Typical itinerary for one day tour of Edinburgh, Scotland's capital
Image below shows the Royal Yacht.
Next, to the Palace of Holyroodhouse at foot of the Royal Mile. This is the Queen’s official residence in Edinburgh. The Palace evolved out of a guest suite at the former abbey on the same site. However, the Palace grew and evolved while the abbey fell into disrepair and is now a romantic ruin. Most of the Palace which is evident today dates from the late 17th century.
Next, a walk up the Royal Mile, noting the interesting 16th and 17th century architecture including Tolbooth, World’s End and John Knox House.

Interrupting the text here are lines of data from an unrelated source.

//! Feed assembler
//!
//! Runs one request through the pipeline:
//! profiler (anonymous feed only) → candidate source → feature enrichment → scoring →
//! clustering/dedup → diversity selection → page slice → response cache.
//!
//! Headlines and hot lists are shared aggregates. Their clustered ranking is kept
//! under `v1:agg:*`; on a miss the ranking is recomputed in the background while the
//! request is answered from a single content store query. A walk that started on that
//! lightweight ranking stays on it until it ends.

use chrono::{DateTime, Utc};
use dashmap::DashMap;
use serde::{Deserialize, Serialize};
use sha2::{Digest, Sha256};
use std::collections::HashSet;
use std::sync::Arc;
use std::time::{Duration, Instant};
use tracing::{debug, error, info, warn};

use resilience::{BreakerStore, CircuitBreaker, CircuitState};

use crate::cache::{get_json, set_json, CacheBreakerStore, SharedCache};
use crate::clients::{ContentIndex, ContentStore, FeatureStore, StoreError};
use crate::config::{Config, FeedConfig};
use crate::metrics;
use crate::models::{
    ContentType, DebugInfo, FeatureMap, FeedItem, FeedKind, FeedRequest, FeedResponse,
    TopicGroup, MAX_HOURS, MIN_HOURS,
};
use crate::services::cache_strategy::{
    classify_request, final_content_type, response_key, user_bucket, CacheLayer,
    CacheStrategyEngine,
};
use crate::services::candidates::{CandidateRequest, CandidateSource, SourceError, SourceOrigin};
use crate::services::clustering::{cluster, dedup_clusters, similarity_threshold, Cluster};
use crate::services::diversity::{DiversitySelector, LadderStage};
use crate::services::enrichment::{FeatureEnricher, FeatureStatus};
use crate::services::profiler::{DeviceIdentity, Profiler, Strategy};
use crate::services::scoring::Scorer;
use crate::services::session::{Cursor, SessionStore, WalkRanking};

pub const INDEX_BREAKER: &str = "content-index";
pub const FEATURE_BREAKER: &str = "feature-store";

/// External collaborators the assembler is built from
#[derive(Clone)]
pub struct FeedDependencies {
    pub index: Arc<dyn ContentIndex>,
    pub store: Arc<dyn ContentStore>,
    pub features: Arc<dyn FeatureStore>,
    pub cache: Arc<dyn SharedCache>,
}

/// Everything decided about a request before any candidate is fetched
#[derive(Debug, Clone)]
struct RequestPlan {
    request: FeedRequest,
    now: DateTime<Utc>,
    /// Scoring clock: the start of the pagination walk
    clock: DateTime<Utc>,
    cursor: Cursor,
    identity: DeviceIdentity,
    strategy: Option<Strategy>,
    hours: u32,
    /// Effective channel filter (request channels, else the strategy's)
    channels: Vec<String>,
    initial_type: ContentType,
    cache_key: String,
    debug: bool,
}

impl RequestPlan {
    fn kind(&self) -> FeedKind {
        self.request.kind
    }

    fn site(&self) -> &str {
        &self.request.site
    }

    fn new_debug(&self) -> DebugInfo {
        DebugInfo {
            strategy: self.strategy.as_ref().map(|s| s.kind.as_str().to_string()),
            strategy_reason: self.strategy.as_ref().map(|s| s.reason.clone()),
            cache_key: Some(self.cache_key.clone()),
            ..Default::default()
        }
    }
}

/// Clustered ranking for one request
struct Ranked {
    clusters: Vec<Cluster>,
    origin: String,
    fallback_reason: Option<String>,
    fallback_stage: Option<String>,
    feature_status: FeatureStatus,
    candidate_count: usize,
    threshold: f64,
    notes: Vec<String>,
}

impl Ranked {
    fn annotate(&self, debug: &mut DebugInfo) {
        debug.origin = Some(self.origin.clone());
        debug.fallback_reason = self.fallback_reason.clone();
        debug.fallback_stage = self.fallback_stage.clone();
        debug.feature_status = Some(self.feature_status.describe());
        debug.candidate_count = self.candidate_count;
        debug.cluster_count = self.clusters.len();
        debug.similarity_threshold = Some(self.threshold);
        debug.notes.extend(self.notes.iter().cloned());
    }
}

Next to the High Kirk of St. Giles (aka St Giles Cathedral) which has association with Protestant reformer, John Knox plus the Thistle Chapel which dates from 1910. Latter has magnificent wood carvings. Much of the building was refaced in Victorian times.
Next to Edinburgh Castle which has a long history. High elevation offers superb views over the Firth of Forth and beyond. Key aspects of the Castle include:
- 12th century, St. Margaret’s Chapel.
- King’s Lodgings wherein can be found the Scottish Crown Jewels and Stone of Scone.
- Great Hall with 16th century timber roof.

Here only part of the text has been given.